What I found was a literary museum filled with information about authors that were mostly unknown to me. The guards in the museum were old ladies. The youngest must have been 85. They follow the rare visitors--that Wednesday morning I was the only one--with a mix of suspicion and admiration.
In the museum, there was a small piece of Babel's furniture, his spectacles and some letters, all of them of course in Russian.
A guidebook informed me about the historical museum of the Jewish community in Odessa, where I might find some more information on Babel.
The museum was not as much of a museum as it was a private apartment disguised as museum. Two men and a child were walking around. One of the men was wearing flip-flops. I had the feeling that he had left the shower a few seconds earlier to open the door for us.
The one without flip-flops offered us a tour. He didn’t speak a word of English, but fortunately, I was accompanied by a friend who speaks a little of bit Russian.
The guard told us that back in Babel’s time the trade in women was completely in Jewish hands. They were shipped from Odessa to Istanbul. He said it with a sense of pride that astonished me.
But in many ways, the standards in Odessa are still slightly different from what people are used to in Frankfurt, London and New York.
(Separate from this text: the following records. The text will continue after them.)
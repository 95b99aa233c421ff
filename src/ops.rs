//! Operational routes over the limiter and breaker.
//!
//! - `GET /{version}/usage`: the caller's own rate-limit usage
//! - `GET /{version}/circuits`: every circuit, `admin` capability required

use std::sync::Arc;

use serde_json::json;

use crate::app::AppContext;
use crate::error::Result;
use crate::gateway::{ApiError, HandlerOutput, RequestContext, RouteDefinition, RouteError};

pub const ADMIN_CAPABILITY: &str = "admin";

/// Register the operational routes on an application context.
pub fn register_ops_routes(app: &mut AppContext) -> Result<()> {
    let version = app.gateway().version().to_string();

    let limiter = Arc::clone(app.rate_limiter());
    app.register_route(
        RouteDefinition::get(format!("/{}/usage", version), move |ctx: RequestContext| {
            let limiter = limiter.clone();
            async move {
                let principal = ctx
                    .principal()
                    .ok_or_else(|| RouteError::unauthorized("Authentication required"))?;
                HandlerOutput::from_serializable(&limiter.inspect(&principal.id))
            }
        })
        .name("ops.usage"),
    )?;

    let breaker = Arc::clone(app.circuit_breaker());
    app.register_route(
        RouteDefinition::get(format!("/{}/circuits", version), move |_ctx: RequestContext| {
            let breaker = breaker.clone();
            async move {
                let circuits = breaker.list_states();
                Ok::<_, ApiError>(HandlerOutput::new(json!({ "circuits": circuits })))
            }
        })
        .name("ops.circuits")
        .capability(ADMIN_CAPABILITY),
    )?;

    Ok(())
}

#[cfg(test)]
mod tests {
    use super::*;
    use crate::clock::ManualClock;
    use crate::config::{ApiKeyConfig, PorticoConfig};
    use crate::gateway::ApiRequest;
    use crate::middleware::StaticKeyAuthenticator;

    fn app() -> AppContext {
        let keys = [
            ApiKeyConfig {
                key: "ops-key".to_string(),
                principal_id: "ops".to_string(),
                workspace_id: None,
                capabilities: vec![ADMIN_CAPABILITY.to_string()],
            },
            ApiKeyConfig {
                key: "user-key".to_string(),
                principal_id: "user".to_string(),
                workspace_id: None,
                capabilities: Vec::new(),
            },
        ];
        let mut app = AppContext::new(
            PorticoConfig::default(),
            Arc::new(ManualClock::new(1_714_566_600_000)),
            Arc::new(StaticKeyAuthenticator::new(keys)),
        );
        app.install_default_middleware();
        register_ops_routes(&mut app).unwrap();
        app
    }

    #[tokio::test]
    async fn test_usage_reports_callers_bucket() {
        let app = app();
        let response = app
            .handle_request(ApiRequest::new("GET", "/v1/usage").header("x-api-key", "user-key"))
            .await;

        assert_eq!(response.status, 200);
        let data = response.data().unwrap();
        assert_eq!(data["key"], json!("user"));
        assert_eq!(data["consumedThisMinute"], json!(1));
        assert_eq!(data["history"], json!([{"minuteIso": "2024-05-01T12:30:00.000Z", "count": 1}]));
    }

    #[tokio::test]
    async fn test_circuits_require_admin() {
        let app = app();
        let _ = app
            .circuit_breaker()
            .execute("billing", || async { Ok::<_, std::io::Error>(()) })
            .await;

        let denied = app
            .handle_request(ApiRequest::new("GET", "/v1/circuits").header("x-api-key", "user-key"))
            .await;
        assert_eq!(denied.status, 403);

        let allowed = app
            .handle_request(ApiRequest::new("GET", "/v1/circuits").header("x-api-key", "ops-key"))
            .await;
        assert_eq!(allowed.status, 200);
        assert_eq!(allowed.data().unwrap()["circuits"][0]["key"], json!("billing"));
        assert_eq!(allowed.data().unwrap()["circuits"][0]["status"], json!("closed"));
    }
}
//! Built-in health route.

use std::sync::atomic::{AtomicUsize, Ordering};
use std::sync::Arc;

use async_trait::async_trait;
use serde::Serialize;

use super::error::ApiError;
use super::route::Handler;
use super::types::{HandlerOutput, RequestContext};

#[derive(Debug, Serialize)]
#[serde(rename_all = "camelCase")]
struct HealthReport<'a> {
    status: &'static str,
    booted_at_iso: &'a str,
    route_count: usize,
}

/// Reports boot time and the live route count.
pub(crate) struct HealthHandler {
    booted_at_iso: String,
    route_count: Arc<AtomicUsize>,
}

impl HealthHandler {
    pub(crate) fn new(booted_at_iso: String, route_count: Arc<AtomicUsize>) -> Self {
        Self {
            booted_at_iso,
            route_count,
        }
    }
}

#[async_trait]
impl Handler for HealthHandler {
    async fn call(&self, _ctx: RequestContext) -> Result<HandlerOutput, ApiError> {
        HandlerOutput::from_serializable(&HealthReport {
            status: "ok",
            booted_at_iso: &self.booted_at_iso,
            route_count: self.route_count.load(Ordering::Relaxed),
        })
    }
}
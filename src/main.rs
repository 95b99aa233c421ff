use std::path::PathBuf;

use anyhow::Context;
use clap::Parser;
use tokio::io::{AsyncBufReadExt, AsyncRead, AsyncWriteExt, BufReader};
use tokio::signal;
use tracing::{info, warn};
use tracing_subscriber::EnvFilter;

use portico::app::AppContext;
use portico::config::{LoggingConfig, PorticoConfig};
use portico::gateway::ApiRequest;
use portico::ops::register_ops_routes;

/// Dispatch newline-delimited JSON requests through a Portico gateway.
#[derive(Debug, Parser)]
#[command(name = "portico", version, about)]
struct Args {
    /// Configuration file (YAML, TOML or JSON); PORTICO__* env vars override it
    #[arg(short, long)]
    config: Option<PathBuf>,

    /// File of newline-delimited requests, or `-` for stdin
    #[arg(short, long, default_value = "-")]
    requests: String,
}

#[tokio::main]
async fn main() -> anyhow::Result<()> {
    let args = Args::parse();

    let config = match &args.config {
        Some(path) => PorticoConfig::load(path)
            .with_context(|| format!("failed to load configuration from {}", path.display()))?,
        None => PorticoConfig::default(),
    };

    init_tracing(&config.logging);

    info!("Starting Portico");
    info!("Version: {}", env!("CARGO_PKG_VERSION"));
    info!(
        version = %config.gateway.version,
        limit_per_minute = config.rate_limiting.limit_per_minute,
        failure_threshold = config.circuit_breaker.failure_threshold,
        "Configuration loaded"
    );

    let mut app = AppContext::from_config(config);
    app.install_default_middleware();
    register_ops_routes(&mut app)?;
    info!(routes = app.gateway().route_count(), "Routes registered");

    let processed = if args.requests == "-" {
        run_until_shutdown(&app, tokio::io::stdin()).await?
    } else {
        let file = tokio::fs::File::open(&args.requests)
            .await
            .with_context(|| format!("failed to open {}", args.requests))?;
        run_until_shutdown(&app, file).await?
    };

    info!(processed, "Portico stopped");
    Ok(())
}

fn init_tracing(logging: &LoggingConfig) {
    let filter =
        EnvFilter::try_from_default_env().unwrap_or_else(|_| EnvFilter::new(&logging.level));

    // stdout carries responses, so logs go to stderr
    if logging.json {
        tracing_subscriber::fmt()
            .json()
            .with_env_filter(filter)
            .with_writer(std::io::stderr)
            .init();
    } else {
        tracing_subscriber::fmt()
            .with_env_filter(filter)
            .with_target(false)
            .with_thread_ids(true)
            .with_writer(std::io::stderr)
            .init();
    }
}

async fn run_until_shutdown<R>(app: &AppContext, input: R) -> anyhow::Result<usize>
where
    R: AsyncRead + Unpin,
{
    tokio::select! {
        result = process_requests(app, input) => result,
        _ = shutdown_signal() => Ok(0),
    }
}

/// Dispatch each line and print each response as one JSON line.
async fn process_requests<R>(app: &AppContext, input: R) -> anyhow::Result<usize>
where
    R: AsyncRead + Unpin,
{
    let mut lines = BufReader::new(input).lines();
    let mut stdout = tokio::io::stdout();
    let mut processed = 0;

    while let Some(line) = lines.next_line().await? {
        let line = line.trim();
        if line.is_empty() {
            continue;
        }

        let request: ApiRequest = match serde_json::from_str(line) {
            Ok(request) => request,
            Err(err) => {
                warn!(error = %err, "Skipping malformed request line");
                continue;
            }
        };

        let response = app.handle_request(request).await;
        let mut encoded = serde_json::to_vec(&response)?;
        encoded.push(b'\n');
        stdout.write_all(&encoded).await?;
        stdout.flush().await?;
        processed += 1;
    }

    Ok(processed)
}

/// Wait for a shutdown signal (Ctrl+C or SIGTERM).
async fn shutdown_signal() {
    let ctrl_c = async {
        signal::ctrl_c()
            .await
            .expect("Failed to install Ctrl+C handler");
    };

    #[cfg(unix)]
    let terminate = async {
        signal::unix::signal(signal::unix::SignalKind::terminate())
            .expect("Failed to install SIGTERM handler")
            .recv()
            .await;
    };

    #[cfg(not(unix))]
    let terminate = std::future::pending::<()>();

    tokio::select! {
        _ = ctrl_c => {
            info!("Received Ctrl+C, stopping");
        }
        _ = terminate => {
            info!("Received SIGTERM, stopping");
        }
    }
}
//! Per-request error taxonomy.
//!
//! Handlers and middleware return [`ApiError`]. A [`RouteError`] reaches the
//! client exactly as declared; anything else is reported as
//! `500 internal_error` carrying only its top-level message.

use std::fmt;

use serde::Serialize;
use serde_json::{json, Value};
use thiserror::Error;

use crate::breaker::{BreakerError, CircuitOpenError};

/// Message used when an internal error has nothing to say.
const GENERIC_INTERNAL_MESSAGE: &str = "Internal server error";

/// Stable error codes surfaced in the error envelope.
#[derive(Debug, Clone, Copy, PartialEq, Eq, Hash, Serialize)]
#[serde(rename_all = "snake_case")]
pub enum ErrorCode {
    BadRequest,
    Unauthorized,
    Forbidden,
    NotFound,
    MethodNotAllowed,
    ValidationFailed,
    WorkspaceScopeDenied,
    RateLimited,
    InternalError,
}

impl ErrorCode {
    pub fn as_str(&self) -> &'static str {
        match self {
            ErrorCode::BadRequest => "bad_request",
            ErrorCode::Unauthorized => "unauthorized",
            ErrorCode::Forbidden => "forbidden",
            ErrorCode::NotFound => "not_found",
            ErrorCode::MethodNotAllowed => "method_not_allowed",
            ErrorCode::ValidationFailed => "validation_failed",
            ErrorCode::WorkspaceScopeDenied => "workspace_scope_denied",
            ErrorCode::RateLimited => "rate_limited",
            ErrorCode::InternalError => "internal_error",
        }
    }

    /// The status normally paired with this code.
    pub fn default_status(&self) -> u16 {
        match self {
            ErrorCode::BadRequest | ErrorCode::ValidationFailed => 400,
            ErrorCode::Unauthorized => 401,
            ErrorCode::Forbidden | ErrorCode::WorkspaceScopeDenied => 403,
            ErrorCode::NotFound => 404,
            ErrorCode::MethodNotAllowed => 405,
            ErrorCode::RateLimited => 429,
            ErrorCode::InternalError => 500,
        }
    }
}

impl fmt::Display for ErrorCode {
    fn fmt(&self, f: &mut fmt::Formatter<'_>) -> fmt::Result {
        f.write_str(self.as_str())
    }
}

/// A typed, client-visible failure.
#[derive(Debug, Clone, PartialEq, Error)]
#[error("{code}: {message}")]
pub struct RouteError {
    pub status: u16,
    pub code: ErrorCode,
    pub message: String,
    pub details: Option<Value>,
}

impl RouteError {
    pub fn new(status: u16, code: ErrorCode, message: impl Into<String>) -> Self {
        Self {
            status,
            code,
            message: message.into(),
            details: None,
        }
    }

    /// Error with the code's default status.
    pub fn from_code(code: ErrorCode, message: impl Into<String>) -> Self {
        Self::new(code.default_status(), code, message)
    }

    pub fn with_details(mut self, details: Value) -> Self {
        self.details = Some(details);
        self
    }

    pub fn bad_request(message: impl Into<String>) -> Self {
        Self::from_code(ErrorCode::BadRequest, message)
    }

    pub fn unauthorized(message: impl Into<String>) -> Self {
        Self::from_code(ErrorCode::Unauthorized, message)
    }

    pub fn forbidden(message: impl Into<String>) -> Self {
        Self::from_code(ErrorCode::Forbidden, message)
    }

    pub fn not_found(message: impl Into<String>) -> Self {
        Self::from_code(ErrorCode::NotFound, message)
    }

    pub fn method_not_allowed(message: impl Into<String>) -> Self {
        Self::from_code(ErrorCode::MethodNotAllowed, message)
    }

    pub fn workspace_scope_denied(message: impl Into<String>) -> Self {
        Self::from_code(ErrorCode::WorkspaceScopeDenied, message)
    }

    pub fn rate_limited(message: impl Into<String>) -> Self {
        Self::from_code(ErrorCode::RateLimited, message)
    }

    pub fn internal(message: impl Into<String>) -> Self {
        Self::from_code(ErrorCode::InternalError, message)
    }

    /// `400 validation_failed` with the issues under `details.issues`.
    pub fn validation_failed<T: Serialize>(issues: &[T]) -> Self {
        let issues = serde_json::to_value(issues).unwrap_or(Value::Array(Vec::new()));
        Self::from_code(ErrorCode::ValidationFailed, "Request body failed validation")
            .with_details(json!({ "issues": issues }))
    }
}

/// `503` so callers can tell a tripped dependency from a bug.
impl From<CircuitOpenError> for RouteError {
    fn from(err: CircuitOpenError) -> Self {
        RouteError::new(
            503,
            ErrorCode::InternalError,
            format!("Dependency '{}' is temporarily unavailable", err.key),
        )
        .with_details(json!({
            "key": err.key,
            "nextRetryAt": err.next_retry_at_iso,
        }))
    }
}

/// Error type returned by handlers and middleware.
#[derive(Debug, Error)]
pub enum ApiError {
    /// Reported to the client verbatim
    #[error(transparent)]
    Route(#[from] RouteError),

    /// Reported as `500 internal_error`
    #[error(transparent)]
    Internal(#[from] anyhow::Error),
}

impl From<CircuitOpenError> for ApiError {
    fn from(err: CircuitOpenError) -> Self {
        ApiError::Route(err.into())
    }
}

impl<E> From<BreakerError<E>> for ApiError
where
    E: Into<ApiError>,
{
    fn from(err: BreakerError<E>) -> Self {
        match err {
            BreakerError::Open(open) => open.into(),
            BreakerError::Inner(inner) => inner.into(),
        }
    }
}

impl ApiError {
    /// Collapse into the error that will be shown to the client.
    pub fn into_route_error(self) -> RouteError {
        match self {
            ApiError::Route(err) => err,
            ApiError::Internal(err) => {
                let message = err.to_string();
                if message.trim().is_empty() {
                    RouteError::internal(GENERIC_INTERNAL_MESSAGE)
                } else {
                    RouteError::internal(message)
                }
            }
        }
    }
}
use std::sync::Arc;

use async_trait::async_trait;
use serde_json::json;
use tracing::warn;

use super::{Middleware, Next};
use crate::gateway::{ApiError, ApiResponse, RequestContext, RouteError};
use crate::ratelimit::RateLimiter;

/// Per-principal rate limiting for authenticated routes.
///
/// Requests without a principal, or on public routes, pass straight
/// through. Rejections are answered here with a 429 and never reach the
/// handler.
pub struct RateLimitMiddleware {
    limiter: Arc<RateLimiter>,
}

impl RateLimitMiddleware {
    pub fn new(limiter: Arc<RateLimiter>) -> Self {
        Self { limiter }
    }
}

#[async_trait]
impl Middleware for RateLimitMiddleware {
    fn name(&self) -> &'static str {
        "rate_limit"
    }

    async fn handle(
        &self,
        ctx: &mut RequestContext,
        next: Next<'_>,
    ) -> Result<ApiResponse, ApiError> {
        if !ctx.route_meta().requires_auth {
            return next.run(ctx).await;
        }
        let Some(key) = ctx.principal().map(|p| p.id.clone()) else {
            return next.run(ctx).await;
        };

        let decision = self.limiter.consume(&key);
        let headers = decision.headers();

        if !decision.allowed {
            warn!(
                request_id = %ctx.request_id(),
                principal = %key,
                retry_after_seconds = decision.retry_after_seconds,
                "Rate limit exceeded"
            );
            let err = RouteError::rate_limited("Rate limit exceeded").with_details(json!({
                "limit": decision.limit,
                "retryAfterSeconds": decision.retry_after_seconds,
                "resetAt": decision.reset_at_iso,
            }));
            return Ok(ApiResponse::error_for(ctx, err).with_headers(headers));
        }

        let response = next.run(ctx).await?;
        Ok(response.with_headers(headers))
    }
}
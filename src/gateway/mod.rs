//! Request dispatch.
//!
//! A [`Gateway`] owns the route table and the middleware list. For each
//! request it normalizes the input, picks a route, validates the body, runs
//! the middleware chain around the handler and wraps the result in the
//! response envelope.
//!
//! ```text
//! ApiRequest ─► normalize ─► match ─► validate ─► middleware… ─► handler
//!                  │            │          │                        │
//!                 400        404/405      400                  200 / error
//! ```

mod dispatcher;
mod error;
mod health;
mod route;
mod types;

pub use dispatcher::Gateway;
pub use error::{ApiError, ErrorCode, RouteError};
pub use route::{BodyValidator, Handler, Route, RouteDefinition, ValidationIssue};
pub use types::{
    ApiRequest, ApiResponse, ErrorBody, ErrorPayload, HandlerOutput, Method, Principal,
    RequestContext, RequestData, ResponseBody, RouteMeta, StringMap, SuccessBody,
    UnsupportedMethod,
};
After the museum, it was time to rent a boat to discover the pleasures of the Black Sea.
The boat came with a captain, strawberries, peaches, champagne, mineral water and women.
I took the captain, the strawberries, the peaches, the champagne, the mineral water, but told the guy who made this beautiful offer to me that no women were needed yet.
Also at the Hotel Otrada (four stars, by no means anything sleazy), I was asked if I was interested in marriage.
Interested, yes and no.
I might end up with a Ukrainian bride, but I’d like to wait a little bit more before marrying.